Certains de mes prédécesseurs ont évoqué cette réalité mieux que moi, mais je souhaiterais la rappeler : dans des cellules d’une dizaine de mètres carrés cohabitent parfois quatre, cinq, voire six personnes ; elles sont soumises à des fouilles corporelles qui représentent une humiliation et un choc ; elles subissent une violence banalisée, ainsi que la perte de leur vie privée, voire de toute intimité.
Que dire de la politique de réinsertion ? Alors que l’article 1er de la loi pénitentiaire du 24 novembre 2009 dispose que « le régime d’exécution de la peine de privation de liberté concilie la protection de la société, la sanction du condamné et les intérêts de la victime avec la nécessité de préparer l’insertion ou la réinsertion de la personne détenue afin de lui permettre de mener une vie responsable et de prévenir la commission de nouvelles infractions », il faut reconnaître que la politique de réinsertion connaît de grandes lacunes, conduisant un nombre trop important d’anciens détenus à entrer dans la spirale de la récidive.

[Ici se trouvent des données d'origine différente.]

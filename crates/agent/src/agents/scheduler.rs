use async_trait::async_trait;
use serde_json::{json, Value};

use navigator_core::domain::agent::{AgentId, AgentResponse, Handoff};
use navigator_core::domain::session::SlotKey;
use navigator_core::domain::tool::{ToolName, ToolStatus};

use super::{intent_slots, wrap_up_or_redirect, AgentContext, AgentFailure, AgentHandler};

/// Books an appointment at the selected facility.
///
/// Booking is not idempotent. When the collaborator's answer is lost the
/// appointment is reported as unconfirmed and the user is asked not to book
/// again, never as booked.
#[derive(Clone, Debug, Default)]
pub struct SchedulerAgent;

impl SchedulerAgent {
    pub fn new() -> Self {
        Self
    }
}

#[async_trait]
impl AgentHandler for SchedulerAgent {
    fn id(&self) -> AgentId {
        AgentId::Scheduler
    }

    async fn handle(&self, context: &AgentContext<'_>) -> Result<AgentResponse, AgentFailure> {
        if let Some(response) = wrap_up_or_redirect(self.id(), context) {
            return Ok(response);
        }
        let intent = context.intent;
        let mut response = AgentResponse::reply(String::new()).with_slots(intent_slots(intent));

        let mut facility_id = context.slot(SlotKey::SelectedFacilityId).map(str::to_string);
        let mut facility_name = context.selected_facility_name();
        let mut facility_phone = context.slot(SlotKey::SelectedFacilityPhone).map(str::to_string);
        if let Some(choice) = intent.facility_choice {
            if let Some(picked) = context.last_search_results().get(choice) {
                facility_id = Some(picked.id.clone());
                facility_name = picked.name.clone();
                facility_phone = Some(picked.phone.clone());
                response = response
                    .with_slot(SlotKey::SelectedFacilityId, picked.id.clone())
                    .with_slot(SlotKey::SelectedFacilityName, picked.name.clone())
                    .with_slot(SlotKey::SelectedFacilityPhone, picked.phone.clone());
            }
        }

        let Some(facility_id) = facility_id else {
            return Ok(AgentResponse {
                draft: "Before booking, let's pick a facility.".to_string(),
                ..response.with_handoff(Handoff::To(AgentId::FacilitySearch))
            });
        };
        let call_ahead = facility_phone
            .as_deref()
            .map(|phone| format!(" You can call them at {phone} to check."))
            .unwrap_or_default();

        if let Some(booked) = existing_booking(context, &facility_id) {
            return Ok(follow_up(context, booked, &facility_name, &call_ahead, response));
        }

        let time = intent
            .preferred_time
            .clone()
            .or_else(|| context.slot(SlotKey::PreferredTime).map(str::to_string));
        let Some(time) = time else {
            return Ok(AgentResponse {
                draft: format!("What day and time would work best for you at {facility_name}?"),
                ..response
            });
        };

        let result = context
            .tools
            .call(
                ToolName::ScheduleAppointment,
                json!({ "facility_id": facility_id, "preferred_time": time }),
            )
            .await;
        if matches!(result.status, ToolStatus::Failed { retryable: true, .. }) {
            return Err(AgentFailure::tool(result));
        }

        let response = match &result.status {
            ToolStatus::Succeeded { payload } => {
                let appointment_id =
                    payload.get("appointment_id").and_then(Value::as_str).unwrap_or_default();
                let confirmation = if appointment_id.is_empty() {
                    String::new()
                } else {
                    format!(" Your confirmation number is {appointment_id}.")
                };
                AgentResponse {
                    draft: format!(
                        "You're booked at {facility_name} for {time}.{confirmation} Would you \
                         like a reminder before the appointment?"
                    ),
                    ..response
                }
                .with_slot(SlotKey::AppointmentId, appointment_id)
                .with_slot(SlotKey::AppointmentStatus, CONFIRMED)
                .with_slot(SlotKey::AppointmentTime, time.clone())
                .with_slot(SlotKey::ReminderStatus, "")
                .completed()
            }
            ToolStatus::Indeterminate { .. } => AgentResponse {
                draft: format!(
                    "I sent your booking request to {facility_name} for {time}, but I couldn't \
                     confirm that it went through, so the appointment is unconfirmed. Please \
                     don't book again yet.{call_ahead}"
                ),
                ..response
            }
            .with_slot(SlotKey::AppointmentStatus, UNCONFIRMED)
            .with_slot(SlotKey::AppointmentTime, time.clone()),
            ToolStatus::Failed { .. } => AgentResponse {
                draft: format!(
                    "{facility_name} couldn't take a booking for {time}. Would you like to try \
                     a different day or time?"
                ),
                ..response
            },
        };
        Ok(response.with_slot(SlotKey::PreferredTime, "").with_tool_result(result))
    }
}

const CONFIRMED: &str = "confirmed";
const UNCONFIRMED: &str = "unconfirmed";

struct Booking {
    status: String,
    time: String,
}

/// The booking already made at this facility, unless the user asked for a
/// different time.
fn existing_booking(context: &AgentContext<'_>, facility_id: &str) -> Option<Booking> {
    let status = context.slot(SlotKey::AppointmentStatus)?;
    if status != CONFIRMED && status != UNCONFIRMED {
        return None;
    }
    if context.slot(SlotKey::SelectedFacilityId) != Some(facility_id) {
        return None;
    }
    let time = context.slot(SlotKey::AppointmentTime)?;
    match context.intent.preferred_time.as_deref() {
        Some(asked) if !asked.eq_ignore_ascii_case(time) => None,
        _ => Some(Booking { status: status.to_string(), time: time.to_string() }),
    }
}

/// Answers a follow-up about a booking without calling the collaborator again.
fn follow_up(
    context: &AgentContext<'_>,
    booked: Booking,
    facility_name: &str,
    call_ahead: &str,
    response: AgentResponse,
) -> AgentResponse {
    let Booking { status, time } = booked;
    if status == UNCONFIRMED {
        return AgentResponse {
            draft: format!(
                "Your booking request at {facility_name} for {time} is still unconfirmed, so \
                 I won't send it again.{call_ahead}"
            ),
            ..response
        }
        .with_handoff(Handoff::Complete);
    }
    if context.intent.affirms {
        return AgentResponse {
            draft: "Setting up your reminder.".to_string(),
            ..response.with_handoff(Handoff::To(AgentId::Reminder))
        };
    }
    AgentResponse {
        draft: format!(
            "You're all set at {facility_name} for {time}. Let me know if there's anything \
             else I can help with."
        ),
        ..response
    }
    .with_handoff(Handoff::Complete)
    .completed()
}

De nouvelles solutions doivent être expérimentées, comme le disait Jean-Marie Bockel.
Que dire aussi de ces personnes, trop nombreuses aujourd’hui, souffrant de pathologies mentales et placées en prison faute de places en établissement spécialisé ?
La précédente majorité a tenté, en novembre 2009, de réagir et de répondre à ces dérives et ces limites en adoptant une nouvelle loi pénitentiaire. Pour autant, à la lumière d’une évaluation menée en juillet 2012 par nos collègues Nicole Borvo Cohen-Seat et Jean-René Lecerf, nous ne pouvons que constater que les améliorations n’ont été que très limitées en milieu carcéral.

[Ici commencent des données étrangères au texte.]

#[tokio::test]
async fn follow_ups_after_a_booking_never_book_twice() {
    let harness = harness();
    let first = harness
        .orchestrator
        .handle_turn(TurnRequest::new(None, "detox near Atlanta, GA"))
        .await
        .expect("search turn");
    let id = first.session_id;

    let mut replies = Vec::new();
    for text in ["Book the first one for Tuesday at 3pm", "ok", "ok"] {
        let reply = harness
            .orchestrator
            .handle_turn(TurnRequest::new(Some(id.clone()), text))
            .await
            .expect("turn handled");
        replies.push(reply);
    }

    assert!(replies[0].reply.starts_with("You're booked"), "{}", replies[0].reply);
    assert_eq!(replies[1].reply, "Done. I've set a reminder for Tuesday at 3pm.");
    assert_eq!(replies[2].agent, AgentId::Triage);

    let session = harness.orchestrator.session_snapshot(&id).await.expect("session");
    let calls = |tool: ToolName| {
        session
            .turns
            .iter()
            .flat_map(|turn| &turn.tool_results)
            .filter(|result| result.invocation.tool == tool)
            .count()
    };
    assert_eq!(calls(ToolName::ScheduleAppointment), 1);
    assert_eq!(calls(ToolName::CreateReminder), 1);
    assert_eq!(session.slot(SlotKey::PreferredTime), None);
    assert_eq!(session.slot(SlotKey::AppointmentTime), Some("Tuesday at 3pm"));
    assert_eq!(session.slot(SlotKey::ReminderStatus), Some("scheduled"));
}

#[tokio::test]
async fn overlapping_turns_on_one_session_commit_in_arrival_order() {
    let (echo, _) = EchoAgent::new(AgentId::Triage, Duration::from_millis(50));
    let mut agents = AgentRegistry::with_builtin();
    agents.register(echo);
    let harness = harness_with(agents, gateway(demo_registry()));
    let id = seeded(&harness.orchestrator, AgentId::Triage).await;

    let (first, second) = tokio::join!(
        harness
            .orchestrator
            .handle_turn(TurnRequest::new(Some(id.clone()), "first question about treatment")),
        harness
            .orchestrator
            .handle_turn(TurnRequest::new(Some(id.clone()), "second question about treatment")),
    );
    let first = first.expect("first turn");
    let second = second.expect("second turn");

    assert_eq!(first.turn_number, 1);
    assert_eq!(second.turn_number, 2);
    assert_eq!(first.reply, "Noted: first question about treatment");

    let session = harness.orchestrator.session_snapshot(&id).await.expect("session");
    let texts: Vec<&str> = session.turns.iter().map(|turn| turn.user_text.as_str()).collect();
    assert_eq!(texts, ["first question about treatment", "second question about treatment"]);
}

Madame la garde des sceaux, après avoir œuvré avec courage et détermination pour l’égalité de tous devant le mariage, il vous revient maintenant de relever un autre défi. Vous contribuerez ainsi, j’en suis convaincue, à rapprocher les citoyens de l’institution judiciaire et à mettre un terme définitif à l’une des pires hontes de notre République : la vétusté de nos prisons, la surpopulation qui y règne trop souvent et les atteintes aux droits des prisonniers.
Il nous revient, à nous, de rappeler que la dignité humaine reste inaliénable, même à l’ombre des murs de nos prisons, et que la politique carcérale n’exprime nullement une volonté de briser des femmes et des hommes, mais a pour ambition de permettre à chacun de saisir sa chance de s’intégrer pleinement dans la société. Or peu de détenus y parviennent aujourd’hui.

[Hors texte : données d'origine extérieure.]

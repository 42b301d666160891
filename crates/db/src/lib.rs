pub mod connection;
pub mod migrations;
pub mod repositories;

pub use connection::{connect, connect_from_config, connect_with_settings, DbPool};
pub use repositories::{RepositoryError, SqlConversationArchive};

Enfin, avant de conclure, comme je le rappelais au début de mon intervention, je représente dans cet hémicycle une partie du territoire national qui a connu et connaît encore des revendications culturelles et identitaires. Si les actions non violentes sont aujourd’hui privilégiées, cela n’a pas toujours été le cas par le passé, ce qui a conduit la justice de notre pays à réagir.
J’évoque ce sujet ici sans nulle volonté de provoquer. Pour autant, alors que ces pages difficiles semblent définitivement tournées sur ce territoire, il reste aujourd’hui encore une question à traiter : celle du statut des prisonniers basques et de leur transfert dans des établissements pénitentiaires à proximité de leurs familles et de leurs proches.
Madame la garde des sceaux, je sais que vous avez été sollicitée sur cette question, qui est aujourd’hui source de tension, notamment après le décès, voilà quelques semaines, de l’un de ces détenus dans une prison parisienne. Sa résolution conditionne aussi l’évolution définitive vers une solution pacifique sur ce territoire.
Madame la garde des sceaux, mes chers collègues, notre pays a connu et connaît encore, en plusieurs endroits de métropole et d’outre-mer, des phénomènes similaires, qu’il faut parvenir à résoudre de façon pacifique, dans le respect des principes fondamentaux de la République et de nos valeurs humanistes.